Mark ReifsteckGuest post by Mark Reifsteck [left], who joined our Society in 2014. Follow him on Twitter at @MarkWReifsteck. To become a member, individually or organizationally, see our Join Us page.

It started innocently enough: I made an off-handed comment on the SPM member listserv about tone-deaf (my term) administration of a healthcare institution, which prompted a friendly exchange that resulted in a challenge to me to write something about how healthcare administrators can promote participatory medicine in their organizations.

Which got me thinking.

I have been in senior executive roles in hospitals and health systems for more than 30 years, I am not clinically trained; rather came up through a traditional healthcare administration program that trained primarily, though not exclusively, non-clinical folks like me.

When I first started my career, I was a vocal defender of the status quo point of view which included the belief that hospitals existed to improve the health of the community, the patient was at the center of everything and when mistakes happened it was normal and besides other hospitals were just as bad or worse.

About 15 years ago I slowly began to realize just how unsafe, inconvenient, expensive and provider centric hospitals were and have evolved into an equally vocal advocate of a participatory approach to medical care.

And I realized, the need is not just in the clinical visit: we need a participatory approach throughout the entire system – from top to bottom. Including administrators!

So now back to how hospital and health system executives can promote participatory medicine in their organizations. I think it is a wonderful thing to see many more people entering the ranks of senior executives in healthcare organizations who have a clinical background.

I don’t have hard data, but anecdotally I see many more physicians, nurses and others getting advanced business or public health degrees and becoming CEO’s, COO’s, or occupying other senior executive roles in health systems. My belief is senior leaders who have come up the ranks providing hands on care to patients helps improve the odds that they have empathy for and support of engaging patients in the design and delivery of care.

An organization that has senior leaders with clinical backgrounds by itself doesn’t guarantee it promotes participatory medicine principles but it can sure help. For an organization to truly embrace the principles of participatory medicine the active involvement of patients, professionals and other caregivers must be woven into the culture of the organization.

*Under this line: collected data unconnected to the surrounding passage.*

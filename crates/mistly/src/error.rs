//! CLI error types with miette diagnostics.
//!
//! Maps `CoreError` and `ConfigError` variants into user-facing errors with
//! actionable help text and a process exit code.

use miette::Diagnostic;
use thiserror::Error;

use mistly_config::ConfigError;
use mistly_core::CoreError;

/// Process exit codes. Argument errors exit with 2 from clap itself.
pub mod exit_code {
    pub const GENERAL: i32 = 1;
    pub const AUTH: i32 = 3;
    pub const NOT_FOUND: i32 = 4;
    pub const CONFIG: i32 = 5;
    pub const CONNECTION: i32 = 7;
}

#[derive(Debug, Error, Diagnostic)]
pub enum CliError {
    // ── Connection ───────────────────────────────────────────────────

    #[error("Could not reach the Mist cloud at {url}: {reason}")]
    #[diagnostic(
        code(mistly::connection_failed),
        help("Check network access to the API host, or pick the right region with --cloud.")
    )]
    ConnectionFailed { url: String, reason: String },

    // ── Authentication ───────────────────────────────────────────────

    #[error("Authentication failed: {message}")]
    #[diagnostic(
        code(mistly::auth_failed),
        help("Verify the master API token (MIST_TOKEN or `token`) and the region.")
    )]
    AuthFailed { message: String },

    #[error("No {field} configured")]
    #[diagnostic(
        code(mistly::no_credentials),
        help("Set the {env} environment variable or `{field}` in the deployment document.")
    )]
    NoCredentials { field: String, env: String },

    // ── Resources ────────────────────────────────────────────────────

    #[error("{kind} '{key}' not found on the Mist cloud")]
    #[diagnostic(code(mistly::not_found), help("Run: mistly site create"))]
    NotFound { kind: String, key: String },

    #[error("AP {mac} does not belong to a site")]
    #[diagnostic(code(mistly::not_assigned), help("Run: mistly ap provision {mac}"))]
    NotAssigned { mac: String },

    #[error("Could not {action} {target}")]
    #[diagnostic(
        code(mistly::rejected),
        help("The Mist cloud refused the request; run with -v for the response body.")
    )]
    Rejected { action: String, target: String },

    #[error("API error: {message}")]
    #[diagnostic(code(mistly::api_error))]
    ApiError { message: String },

    // ── Configuration ────────────────────────────────────────────────

    #[error("Missing configuration field: {field}")]
    #[diagnostic(code(mistly::missing_field), help("Add `{field}` to the deployment document."))]
    MissingField { field: String },

    #[error("Invalid value for {field}: {reason}")]
    #[diagnostic(code(mistly::validation))]
    Validation { field: String, reason: String },

    #[error(transparent)]
    #[diagnostic(
        code(mistly::config),
        help("Pass the document with --config or MISTLY_CONFIG.")
    )]
    Config(#[from] ConfigError),
}

impl CliError {
    /// Map this error to an exit code for process termination.
    pub fn exit_code(&self) -> i32 {
        match self {
            Self::ConnectionFailed { .. } => exit_code::CONNECTION,
            Self::AuthFailed { .. } | Self::NoCredentials { .. } => exit_code::AUTH,
            Self::NotFound { .. } | Self::NotAssigned { .. } => exit_code::NOT_FOUND,
            Self::MissingField { .. } | Self::Validation { .. } | Self::Config(_) => {
                exit_code::CONFIG
            }
            Self::Rejected { .. } | Self::ApiError { .. } => exit_code::GENERAL,
        }
    }

    pub fn rejected(action: &str, target: impl Into<String>) -> Self {
        Self::Rejected {
            action: action.into(),
            target: target.into(),
        }
    }
}

// ── CoreError → CliError mapping ─────────────────────────────────────

impl From<CoreError> for CliError {
    fn from(err: CoreError) -> Self {
        match err {
            CoreError::MissingField { field } => CliError::MissingField { field },
            CoreError::Validation { field, reason } => CliError::Validation { field, reason },
            CoreError::NoCredentials { field, env } => CliError::NoCredentials { field, env },
            CoreError::NotFound { kind, key } => CliError::NotFound { kind, key },
            CoreError::NotAssigned { mac } => CliError::NotAssigned { mac },
            CoreError::ListingRefused { kind, key } => CliError::ApiError {
                message: format!("could not tell whether {kind} '{key}' exists: listing refused"),
            },
            CoreError::HandleRetired { kind, key } => CliError::ApiError {
                message: format!("{kind} '{key}' was already deleted"),
            },
            CoreError::AuthenticationFailed { message } => CliError::AuthFailed { message },
            CoreError::ConnectionFailed { url, reason } => {
                CliError::ConnectionFailed { url, reason }
            }
            CoreError::Api { message } => CliError::ApiError { message },
        }
    }
}

impl From<mistly_api::Error> for CliError {
    fn from(err: mistly_api::Error) -> Self {
        CoreError::from(err).into()
    }
}
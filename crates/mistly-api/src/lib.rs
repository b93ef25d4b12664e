// mistly-api: Async Rust client for the Juniper Mist cloud API

pub mod auth;
pub mod client;
pub mod cloud;
pub mod devices;
pub mod error;
pub mod inventory;
pub mod models;
pub mod sites;
pub mod transport;
pub mod wlans;

pub use auth::{EphemeralToken, TokenManager};
pub use client::{ClientSettings, MistClient};
pub use cloud::{ApiPath, Cloud};
pub use error::Error;
pub use transport::{TlsMode, TransportConfig};
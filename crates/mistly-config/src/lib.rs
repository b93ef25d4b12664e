//! Deployment document loading for mistly.
//!
//! The document is a JSON or TOML file (picked by extension) with
//! `MISTLY_`-prefixed environment variables merged on top. Nested keys are
//! separated by a double underscore: `MISTLY_SITE__TIMEZONE=EST` sets
//! `site.timezone`. Credential overrides (`MIST_TOKEN`, `MIST_ORG`) are not
//! handled here; see `mistly_core::DeploymentConfig::resolve_credentials`.

use std::path::{Path, PathBuf};

use directories::ProjectDirs;
use figment::{
    Figment,
    providers::{Env, Format, Json, Toml},
};
use thiserror::Error;

use mistly_core::DeploymentConfig;

/// Prefix of environment variables merged over the document.
pub const ENV_PREFIX: &str = "MISTLY_";

/// `MISTLY_*` variables that configure the CLI itself, not the document.
const CLI_ONLY_KEYS: &[&str] = &["config", "base_url", "timeout"];

// ── Error ───────────────────────────────────────────────────────────

#[derive(Debug, Error)]
pub enum ConfigError {
    #[error("configuration document not found: {}", path.display())]
    NotFound { path: PathBuf },

    #[error("unsupported configuration format for {} (expected .json or .toml)", path.display())]
    UnsupportedFormat { path: PathBuf },

    #[error("config loading failed: {0}")]
    Figment(Box<figment::Error>),
}

impl From<figment::Error> for ConfigError {
    fn from(err: figment::Error) -> Self {
        Self::Figment(Box::new(err))
    }
}

// ── Document path ───────────────────────────────────────────────────

/// Default document location via XDG / platform conventions.
pub fn default_document_path() -> PathBuf {
    ProjectDirs::from("com", "semfionetworks", "mistly").map_or_else(
        || {
            let mut p = dirs_fallback();
            p.push("config.json");
            p
        },
        |dirs| dirs.config_dir().join("config.json"),
    )
}

fn dirs_fallback() -> PathBuf {
    let mut p = PathBuf::from(std::env::var("HOME").unwrap_or_else(|_| ".".into()));
    p.push(".config");
    p.push("mistly");
    p
}

// ── Loading ─────────────────────────────────────────────────────────

/// Load the document at `path` with the environment merged on top.
pub fn load_document(path: &Path) -> Result<DeploymentConfig, ConfigError> {
    if !path.is_file() {
        return Err(ConfigError::NotFound {
            path: path.to_path_buf(),
        });
    }
    extract(Some(path))
}

/// Like [`load_document`], but a missing file yields a document built from
/// the environment alone. Parse errors in an existing file still fail.
pub fn load_document_or_default(path: &Path) -> Result<DeploymentConfig, ConfigError> {
    extract(path.is_file().then_some(path))
}

fn extract(path: Option<&Path>) -> Result<DeploymentConfig, ConfigError> {
    let mut figment = Figment::new();
    if let Some(path) = path {
        figment = match extension(path).as_deref() {
            Some("json") => figment.merge(Json::file(path)),
            Some("toml") => figment.merge(Toml::file(path)),
            _ => {
                return Err(ConfigError::UnsupportedFormat {
                    path: path.to_path_buf(),
                });
            }
        };
    }
    let figment = figment.merge(Env::prefixed(ENV_PREFIX).ignore(CLI_ONLY_KEYS).split("__"));
    Ok(figment.extract()?)
}

fn extension(path: &Path) -> Option<String> {
    path.extension()
        .and_then(|e| e.to_str())
        .map(str::to_ascii_lowercase)
}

I have heard culture defined as “how we do things around here” and think that is largely right. Actively involving patients, professionals and caregivers has to be the way things get done in the organization…from new facility design, program development, education materials, etc. It requires a conscious, intentional effort to bring these constituents in the care enterprise together to design the care experience in all facets.

A very effective method of involving patients in a participatory model I have direct experience with is to have patients (or family members of patients) who have been injured while in the care of one of my organizations address senior managers and Boards of Directors about their experience. Story telling doesn’t get any more powerful than that.

Today most healthcare organizations I have experience with have not embraced a culture of participatory medicine. However, if senior leaders of healthcare organizations led more frequently by those with patient care backgrounds, model participatory medicine principles in their daily administrative practice they can transform the culture of their organizations to give better care.